In ogni grande reportage si vede un'Italia che muore. Muore il territorio e decediamo anche noi, nell'animo e negli organi vitali, ormai intaccati dalla merda che respiriamo e mangiamo ogni giorno.

Il golfo di Napoli che diventa sversatoio di ogni cosa, i terreni calabri intaccati da scorie e costruzioni abusive, intere campagne avvelenate dall'immondizia interrata di nascosto, sulle quali gli animali che con grande gusto mangiamo, prima di finire nel nostro stomaco brucano l'erba.

Fabbriche, fabbriche e ancora fabbriche da nord a sud. All'insegna di un progresso al mesotelioma. Quel lavoro che mentre finge di nobilitare l'uomo lo ammazza giorno per giorno.

Come fanno i miei simili ad essere carnefici senza pensare che saranno vittime?

Come fanno a non pensare ai figli sui quali, dopo il parto, trasferiranno tutti i veleni che hanno assorbito (sia in senso scientifico che metaforico)?

Come fanno ad anteporre la logica di partito (qualunque esso sia) al bene che si dovrebbe volere per il proprio simile?

Come fanno a pensare solamente all'oggi, al guadagno economico immediato, senza pensare alla ricchezza insita nelle piccole cose?

La ricchezza di un fiore che non crescerà, di un mare che, da motivo di libertà, diventa galera per i pesci e per chi, dopo un bagno, ne esce col corpo abraso e avvelenato.

Come fanno a governare piccoli centri, gioielli di un paese fondato sul turismo e la belezza e non avere alcuna lungimiranza? Una lungimiranza che porterebbe comunque voti e lavoro.

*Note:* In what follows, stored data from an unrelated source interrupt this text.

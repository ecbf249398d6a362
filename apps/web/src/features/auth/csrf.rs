//! Anti-forgery token acquisition. The backend sets a `csrftoken` cookie via
//! a dedicated endpoint; unsafe requests mirror it back in the `X-CSRFToken`
//! header.

use crate::app_lib::api;
use session_gate::cookie_value;
use wasm_bindgen::JsCast;

pub const CSRF_COOKIE: &str = "csrftoken";
pub const CSRF_HEADER: &str = "X-CSRFToken";

const CSRF_PATH: &str = "/api/auth/csrf/";

/// Returns the anti-forgery token, fetching the cookie from the backend once
/// if it is not present yet. The fetch settles before this returns, so a
/// dependent credential submission always observes the cookie.
pub async fn ensure_csrf_token() -> Option<String> {
    if let Some(token) = cookie_from_document() {
        return Some(token);
    }

    let _ = api::get_for_cookie(CSRF_PATH).await;
    cookie_from_document()
}

fn cookie_from_document() -> Option<String> {
    let document = web_sys::window()?.document()?;
    let html_document = document.dyn_into::<web_sys::HtmlDocument>().ok()?;
    let cookies = html_document.cookie().ok()?;
    cookie_value(&cookies, CSRF_COOKIE)
}
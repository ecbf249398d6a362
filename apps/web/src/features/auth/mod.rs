//! Auth feature covering login, the forced password-rotation interstitial,
//! and session gating. The session token lives in the durable browser tier;
//! the reset stash lives in the transient tier and must never outlast the
//! interstitial. This module touches security boundaries and must avoid
//! logging credential material.
//!
//! Flow overview: login exchanges credentials for a token (after the
//! anti-forgery cookie is in place) and persists the session. A 403 carrying
//! the reset-required flag diverts into the interstitial instead, stashing
//! the submitted credentials for the set-password screen to replay.

pub(crate) mod client;
pub(crate) mod csrf;
mod guards;
pub(crate) mod state;
pub(crate) mod storage;
pub(crate) mod types;

pub(crate) use guards::{ProtectedRoute, PublicRoute};
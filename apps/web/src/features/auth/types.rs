//! Request and response payloads for the auth endpoints. These bodies carry
//! credentials and must never be logged.

use serde::{Deserialize, Serialize};

#[derive(Clone, Debug, Serialize)]
pub struct LoginRequest {
    pub username: String,
    pub password: String,
}

#[derive(Clone, Debug, Serialize)]
pub struct VerifyCredentialsRequest {
    pub username: String,
    pub password: String,
}

#[derive(Clone, Debug, Serialize)]
pub struct ResetPasswordRequest {
    pub username: String,
    pub current_password: String,
    pub new_password: String,
}

#[derive(Clone, Debug, Deserialize)]
/// Identity summary returned by the current-user endpoint.
pub struct CurrentUser {
    pub id: i64,
    pub username: String,
    #[serde(default)]
    pub email: Option<String>,
}
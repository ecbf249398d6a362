//! Mock feeds for the dashboard widgets.

use crate::features::stats::types::{DepartmentCount, FunnelStage, StatTile};

pub const STAT_TILES: [StatTile; 4] = [
    StatTile {
        label: "Active journeys",
        value: "38",
        hint: "Across all departments",
    },
    StatTile {
        label: "Completed this month",
        value: "12",
        hint: "+4 vs. last month",
    },
    StatTile {
        label: "Overdue steps",
        value: "7",
        hint: "Oldest is 6 days late",
    },
    StatTile {
        label: "Avg. completion",
        value: "24 days",
        hint: "Rolling 90-day window",
    },
];

pub const DEPARTMENT_COUNTS: [DepartmentCount; 5] = [
    DepartmentCount {
        department: "Engineering",
        active_journeys: 14,
    },
    DepartmentCount {
        department: "Sales",
        active_journeys: 9,
    },
    DepartmentCount {
        department: "People Ops",
        active_journeys: 6,
    },
    DepartmentCount {
        department: "Finance",
        active_journeys: 5,
    },
    DepartmentCount {
        department: "Support",
        active_journeys: 4,
    },
];

pub const FUNNEL_STAGES: [FunnelStage; 4] = [
    FunnelStage {
        label: "Invited",
        count: 52,
    },
    FunnelStage {
        label: "Accounts created",
        count: 47,
    },
    FunnelStage {
        label: "Journeys started",
        count: 38,
    },
    FunnelStage {
        label: "Completed",
        count: 26,
    },
];
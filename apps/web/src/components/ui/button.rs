use leptos::prelude::*;

#[component]
pub fn Button(
    #[prop(optional)] button_type: Option<&'static str>,
    #[prop(optional, into, default = Signal::from(false))] disabled: Signal<bool>,
    children: Children,
) -> impl IntoView {
    let button_type = button_type.unwrap_or("button");

    view! {
        <button
            type=button_type
            class="text-white bg-blue-700 hover:bg-blue-800 focus:ring-4 focus:outline-none focus:ring-blue-300 font-medium rounded-lg text-sm w-full sm:w-auto px-5 py-2.5 text-center dark:bg-blue-600 dark:hover:bg-blue-700 dark:focus:ring-blue-800"
            class:cursor-not-allowed=move || disabled.get()
            class:opacity-70=move || disabled.get()
            disabled=move || disabled.get()
        >
            {children()}
        </button>
    }
}
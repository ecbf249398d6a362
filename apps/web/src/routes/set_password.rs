//! Second step of the password-reset interstitial. Unreachable without a
//! stashed verification: the guard runs before any form field renders and
//! bounces straight to login when the stash is missing. On success the stash
//! is cleared and the user is returned to the login screen after a short
//! delay; a reset never signs the user in by itself.

use crate::app_lib::config::AppConfig;
use crate::app_lib::theme::Theme;
use crate::components::{Alert, AlertKind, AuthCard, Button, Spinner};
use crate::features::auth::{client, storage};
use crate::routes::paths;
use gloo_timers::callback::Timeout;
use leptos::ev::SubmitEvent;
use leptos::prelude::*;
use leptos_router::hooks::use_navigate;
use session_gate::{PasswordPolicy, PendingReset};

/// Delay before returning to the login screen after a successful reset.
const REDIRECT_DELAY_MS: u32 = 2_000;

#[derive(Clone)]
struct ResetInput {
    pending: PendingReset,
    new_password: String,
}

#[component]
pub fn SetPasswordPage() -> impl IntoView {
    let navigate = use_navigate();
    let (stash, set_stash) = signal::<Option<PendingReset>>(None);
    let (checked, set_checked) = signal(false);
    let (new_password, set_new_password) = signal(String::new());
    let (confirm_password, set_confirm_password) = signal(String::new());
    let (error, set_error) = signal::<Option<String>>(None);
    let (success, set_success) = signal(false);

    let navigate_for_guard = navigate.clone();
    Effect::new(move |_| {
        if checked.get_untracked() {
            return;
        }
        set_checked.set(true);
        match storage::pending_reset_store().get() {
            Some(pending) => set_stash.set(Some(pending)),
            None => navigate_for_guard(paths::LOGIN, Default::default()),
        }
    });

    let reset_action = Action::new_local(move |input: &ResetInput| {
        let input = input.clone();
        async move {
            client::reset_password(
                &input.pending.username,
                &input.pending.current_password,
                &input.new_password,
            )
            .await
        }
    });

    let navigate_after = navigate.clone();
    Effect::new(move |_| {
        if let Some(result) = reset_action.value().get() {
            match result {
                Ok(()) => {
                    storage::pending_reset_store().clear();
                    set_success.set(true);
                    let navigate_done = navigate_after.clone();
                    Timeout::new(REDIRECT_DELAY_MS, move || {
                        navigate_done(paths::LOGIN, Default::default());
                    })
                    .forget();
                }
                // The stash is kept so the user can retry without re-entering
                // the username and current password.
                Err(err) => set_error.set(Some(err.to_string())),
            }
        }
    });

    let on_submit = move |event: SubmitEvent| {
        event.prevent_default();
        set_error.set(None);

        let Some(pending) = stash.get_untracked() else {
            return;
        };
        let policy = PasswordPolicy {
            min_length: AppConfig::load().password_min_length,
        };
        let new_value = new_password.get_untracked();
        if let Err(err) = policy.validate_new(&new_value, &confirm_password.get_untracked()) {
            set_error.set(Some(err.to_string()));
            return;
        }

        reset_action.dispatch(ResetInput {
            pending,
            new_password: new_value,
        });
    };

    view! {
        <AuthCard title="Set a new password" subtitle="Choose a new password for your account">
            <Show when=move || stash.get().is_some()>
                <form on:submit=on_submit>
                    <div class="mb-5">
                        <label class=Theme::LABEL for="new-password">"New password"</label>
                        <input
                            id="new-password"
                            type="password"
                            class=Theme::INPUT
                            autocomplete="new-password"
                            required
                            disabled=move || reset_action.pending().get() || success.get()
                            on:input=move |event| {
                                set_new_password.set(event_target_value(&event))
                            }
                        />
                    </div>
                    <div class="mb-5">
                        <label class=Theme::LABEL for="confirm-password">
                            "Confirm new password"
                        </label>
                        <input
                            id="confirm-password"
                            type="password"
                            class=Theme::INPUT
                            autocomplete="new-password"
                            required
                            disabled=move || reset_action.pending().get() || success.get()
                            on:input=move |event| {
                                set_confirm_password.set(event_target_value(&event))
                            }
                        />
                    </div>
                    <Button
                        button_type="submit"
                        disabled=Signal::derive(move || {
                            reset_action.pending().get() || success.get()
                        })
                    >
                        "Update password"
                    </Button>
                    {move || {
                        reset_action
                            .pending()
                            .get()
                            .then_some(view! { <div class="mt-4"><Spinner /></div> })
                    }}
                    {move || {
                        success
                            .get()
                            .then_some(
                                view! {
                                    <div class="mt-4">
                                        <Alert
                                            kind=AlertKind::Success
                                            message="Password updated. Redirecting to sign-in..."
                                                .to_string()
                                        />
                                    </div>
                                },
                            )
                    }}
                    {move || {
                        error
                            .get()
                            .map(|message| {
                                view! {
                                    <div class="mt-4">
                                        <Alert kind=AlertKind::Error message=message />
                                    </div>
                                }
                            })
                    }}
                </form>
            </Show>
        </AuthCard>
    }
}
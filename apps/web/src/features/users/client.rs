//! Client helpers for user endpoints. These keep endpoint paths centralized
//! and assume the backend enforces authorization.

use crate::{
    app_lib::{api, AppError},
    features::users::types::UserDetail,
};

/// Fetches user details by id after basic input validation.
pub async fn get_user(id: &str) -> Result<UserDetail, AppError> {
    let trimmed = id.trim();
    if trimmed.is_empty() {
        return Err(AppError::Config("User id is required.".to_string()));
    }

    api::get_json(&format!("/api/users/{trimmed}/")).await
}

Cosa li tiene su quelle poltrone?

E come fanno quelle poltrone a far dimenticare a queste persone che l'unico significato insito nel buon governo deve essere teso al bene comune, ad un'aria migliore, un'architettura sostenibile e la felicità che deriva dal vivere in condizioni rispettabili e dignitose.

Non voglio più aver paura ogni volta che tiro una boccata d'aria nella mia città.

Non voglio più rabbrividire al pensiero di cosa ci sarà in mare ogni volta che faccio un bagno.

Non posso deprimermi al pensiero che l'unico scopo di un essere umano è una costruzione abusiva che deturpa un territorio splendido (del quale avremmo potuto gioire insieme) o peggio, la smodata crescita del conto in banca.

Non devo pensare che ogni politico che mi sorride o mi stringe la mano non ha più un'anima ed è solo portatore di interessi altrui votati al bene di pochi e al male di molti.

Forse manca lo Stato, ma i cittadini insieme formano uno Stato.

Lo dico anche ai concittadini e agli amministratori del piccolo comune in cui vivo:

Non gettate nella mondezza il gioiello che avete tra le mani. Se non ce la fate da soli chiedete aiuto a chi è più esperto e vi aiuterà volentieri a capire quale tipo di diamante da esporre al mondo stavate trattando come un banale sasso da mettere sotto a una rotaia.